▶ **WORK ORDER**: Your answer should consist solely of the lines from the first line of the data through the line with "The externalgrpc transport", each reproduced exactly.

▶ **EXCERPTED RECORDS**:
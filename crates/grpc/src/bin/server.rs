//! Provider daemon
//!
//! Loads configuration, opens the state store, connects the Proxmox and
//! Kubernetes adapters, and runs the orchestrator until a shutdown signal.
//! The externalgrpc transport stub hosts [`CloudProviderService`] on top of
//! the same orchestrator instance.

use std::env;
use std::path::{Path, PathBuf};
use std::sync::Arc;

use tracing::info;
use tracing_subscriber::EnvFilter;

use proxmox_ca_application::orchestrator::Orchestrator;
use proxmox_ca_grpc::services::CloudProviderService;
use proxmox_ca_infrastructure::{KubeAdapter, ProxmoxAdapter, SqliteStateStore};
use proxmox_ca_shared::config::ConfigLoader;

#[tokio::main]
async fn main() -> anyhow::Result<()> {
    tracing_subscriber::fmt()
        .with_env_filter(EnvFilter::try_from_default_env().unwrap_or_else(|_| "info".into()))
        .init();

    let config_path = env::var("PROVIDER_CONFIG")
        .unwrap_or_else(|_| "/config/provider-config.yaml".to_string());
    let env_file = Path::new(".env")
        .exists()
        .then(|| PathBuf::from(".env"));

    let settings = Arc::new(ConfigLoader::new(env_file).load(Path::new(&config_path))?);
    info!(
        groups = settings.node_groups.len(),
        state_file = %settings.state_file.display(),
        "configuration loaded"
    );

    let store = Arc::new(SqliteStateStore::new(&settings.state_file).await?);
    let proxmox = Arc::new(ProxmoxAdapter::new(settings.proxmox.clone())?);
    let kube = Arc::new(KubeAdapter::try_default().await?);

    let orchestrator = Arc::new(Orchestrator::new(
        settings.clone(),
        store,
        proxmox,
        kube,
    ));
    orchestrator.start().await?;

    let service = CloudProviderService::new(orchestrator.clone());
    for group in orchestrator.node_groups() {
        info!(
            group = %group.id,
            min = group.min_size,
            max = group.max_size,
            "serving node group"
        );
    }

    tokio::signal::ctrl_c().await?;
    info!("shutdown signal received");
    let _ = service.cleanup(proxmox_ca_grpc::proto::CleanupRequest {}).await;
    Ok(())
}
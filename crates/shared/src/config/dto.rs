//! Configuration Data Transfer Objects
//!
//! Immutable configuration values loaded once at startup. The structs mirror
//! the YAML document; the loader fills in environment overrides before
//! validation.

use serde::{Deserialize, Serialize};
use std::path::PathBuf;

use crate::ids::Vmid;

/// Root configuration for the provider.
///
/// This is the single source of truth for all configuration; it is loaded by
/// [`super::ConfigLoader`] and handed to every component at construction.
#[derive(Debug, Clone, Serialize, Deserialize)]
pub struct ProviderSettings {
    /// Proxmox endpoint, credentials and storage layout
    #[serde(default)]
    pub proxmox: ProxmoxConfig,

    /// k3s join parameters baked into every seed image
    #[serde(default)]
    pub k3s: K3sConfig,

    /// Path of the durable state database
    #[serde(default = "default_state_file")]
    pub state_file: PathBuf,

    /// Seconds a VM may stay in `pending` before it is failed
    #[serde(default = "default_pending_vm_timeout")]
    pub pending_vm_timeout_secs: u64,

    /// Seconds between reconcile ticks
    #[serde(default = "default_reconcile_interval")]
    pub reconcile_interval_secs: u64,

    /// Managed node groups, immutable at runtime
    #[serde(default)]
    pub node_groups: Vec<GroupConfig>,
}

impl ProviderSettings {
    pub fn group(&self, group_id: &str) -> Option<&GroupConfig> {
        self.node_groups.iter().find(|g| g.id == group_id)
    }
}

/// Proxmox API endpoint and VM placement configuration
#[derive(Debug, Clone, Serialize, Deserialize)]
pub struct ProxmoxConfig {
    /// Base API URL, e.g. `https://pve.example:8006`
    #[serde(default)]
    pub api_url: String,

    /// Proxmox node that hosts the managed VMs
    #[serde(default)]
    pub node: String,

    /// API token id, `user@realm!tokenname`
    #[serde(default)]
    pub token_id: String,

    /// API token secret
    #[serde(default)]
    pub token_secret: String,

    /// Verify the API server's TLS certificate
    #[serde(default = "default_true")]
    pub verify_tls: bool,

    /// Storage that receives the downloaded cloud image
    #[serde(default = "default_local_storage")]
    pub import_storage: String,

    /// Storage that holds seed ISO volumes
    #[serde(default = "default_local_storage")]
    pub iso_storage: String,

    /// Storage that backs VM disks
    #[serde(default = "default_vm_storage")]
    pub vm_storage: String,

    /// Bridge the VM NIC attaches to
    #[serde(default = "default_bridge")]
    pub bridge: String,

    /// URL of the cloud image imported as the boot disk
    #[serde(default)]
    pub cloud_image_url: String,
}

impl Default for ProxmoxConfig {
    fn default() -> Self {
        Self {
            api_url: String::new(),
            node: String::new(),
            token_id: String::new(),
            token_secret: String::new(),
            verify_tls: true,
            import_storage: default_local_storage(),
            iso_storage: default_local_storage(),
            vm_storage: default_vm_storage(),
            bridge: default_bridge(),
            cloud_image_url: String::new(),
        }
    }
}

/// k3s agent join configuration
#[derive(Debug, Clone, Serialize, Deserialize)]
pub struct K3sConfig {
    /// Pinned k3s release installed on every node
    #[serde(default = "default_k3s_version")]
    pub version: String,

    /// URL of the k3s server the agents join
    #[serde(default)]
    pub server_url: String,

    /// Cluster join token
    #[serde(default)]
    pub cluster_token: String,

    /// SSH public key installed for the default user
    #[serde(default)]
    pub ssh_public_key: String,
}

impl Default for K3sConfig {
    fn default() -> Self {
        Self {
            version: default_k3s_version(),
            server_url: String::new(),
            cluster_token: String::new(),
            ssh_public_key: String::new(),
        }
    }
}

/// Instance shape shared by every VM in a group
#[derive(Debug, Clone, Copy, Serialize, Deserialize)]
pub struct InstanceShape {
    pub cores: u32,
    pub memory_mb: u32,
    pub disk_gb: u32,
}

impl Default for InstanceShape {
    fn default() -> Self {
        Self {
            cores: 2,
            memory_mb: 2048,
            disk_gb: 20,
        }
    }
}

/// A managed node group
#[derive(Debug, Clone, Serialize, Deserialize)]
pub struct GroupConfig {
    /// Short unique identifier; also part of the Proxmox tag and provider id
    pub id: String,

    /// Hostname prefix; defaults to `ca-<id>` when absent from the document
    #[serde(default)]
    pub name_prefix: String,

    #[serde(default)]
    pub min_size: u32,

    #[serde(default = "default_max_size")]
    pub max_size: u32,

    #[serde(default)]
    pub shape: InstanceShape,

    /// Extra node labels passed to the k3s agent at join
    #[serde(default)]
    pub labels: Vec<String>,

    /// Node taints passed to the k3s agent at join
    #[serde(default)]
    pub taints: Vec<String>,

    /// Opaque per-group node description returned to the autoscaler
    #[serde(default)]
    pub template_payload: String,
}

impl GroupConfig {
    /// Hostname of the VM with the given id, `<name_prefix>-<vmid>`.
    ///
    /// The hostname doubles as the Kubernetes node name once the agent joins.
    pub fn hostname(&self, vmid: Vmid) -> String {
        format!("{}-{}", self.name_prefix, vmid)
    }
}

fn default_true() -> bool {
    true
}

fn default_local_storage() -> String {
    "local".to_string()
}

fn default_vm_storage() -> String {
    "local-lvm".to_string()
}

fn default_bridge() -> String {
    "vmbr0".to_string()
}

fn default_k3s_version() -> String {
    "v1.31.4+k3s1".to_string()
}

fn default_state_file() -> PathBuf {
    PathBuf::from("/var/lib/proxmox-ca/state.db")
}

fn default_pending_vm_timeout() -> u64 {
    900
}

fn default_reconcile_interval() -> u64 {
    20
}

fn default_max_size() -> u32 {
    10
}
use serde::{Deserialize, Serialize};
use std::fmt;
use std::str::FromStr;

/// Lifecycle state of a managed VM.
///
/// The three `Deleting*` states form the teardown pipeline; each one names
/// the side effect that must complete before the row may advance. A row is
/// removed from the store after the `DeletingNode` step succeeds.
#[derive(Debug, Clone, Copy, PartialEq, Eq, Hash, Serialize, Deserialize)]
#[serde(rename_all = "snake_case")]
pub enum VmState {
    Pending,
    Active,
    Failed,
    DeletingVm,
    DeletingIso,
    DeletingNode,
}

impl VmState {
    /// States that count against the group's desired size.
    pub fn is_live(&self) -> bool {
        matches!(self, VmState::Pending | VmState::Active)
    }

    /// States on the teardown pipeline.
    pub fn is_deleting(&self) -> bool {
        matches!(
            self,
            VmState::DeletingVm | VmState::DeletingIso | VmState::DeletingNode
        )
    }

    /// States the reconciler's cleanup pass picks up.
    pub fn needs_cleanup(&self) -> bool {
        matches!(self, VmState::Failed) || self.is_deleting()
    }

    /// Validates a transition against the lifecycle DAG.
    ///
    /// Once a VM leaves `Pending` no sequence of valid transitions brings it
    /// back; the teardown states only ever move forward.
    pub fn can_transition_to(&self, next: &VmState) -> bool {
        matches!(
            (self, next),
            (VmState::Pending, VmState::Active)
                | (VmState::Pending, VmState::Failed)
                | (VmState::Pending, VmState::DeletingVm)
                | (VmState::Active, VmState::Failed)
                | (VmState::Active, VmState::DeletingVm)
                | (VmState::Failed, VmState::DeletingVm)
                | (VmState::DeletingVm, VmState::DeletingIso)
                | (VmState::DeletingIso, VmState::DeletingNode)
        )
    }

    pub fn as_str(&self) -> &'static str {
        match self {
            VmState::Pending => "pending",
            VmState::Active => "active",
            VmState::Failed => "failed",
            VmState::DeletingVm => "deleting_vm",
            VmState::DeletingIso => "deleting_iso",
            VmState::DeletingNode => "deleting_node",
        }
    }
}

impl fmt::Display for VmState {
    fn fmt(&self, f: &mut fmt::Formatter<'_>) -> fmt::Result {
        f.write_str(self.as_str())
    }
}

impl FromStr for VmState {
    type Err = String;

    fn from_str(s: &str) -> Result<Self, Self::Err> {
        match s {
            "pending" => Ok(VmState::Pending),
            "active" => Ok(VmState::Active),
            "failed" => Ok(VmState::Failed),
            "deleting_vm" => Ok(VmState::DeletingVm),
            "deleting_iso" => Ok(VmState::DeletingIso),
            "deleting_node" => Ok(VmState::DeletingNode),
            other => Err(format!("unknown vm state: {}", other)),
        }
    }
}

▶ **PROBLEM SOLUTION**:
filename crates/grpc/src/bin/server.rs
//! Provider daemon
//!
//! Loads configuration, opens the state store, connects the Proxmox and
//! Kubernetes adapters, and runs the orchestrator until a shutdown signal.
//! The externalgrpc transport stub hosts [`CloudProviderService`] on top of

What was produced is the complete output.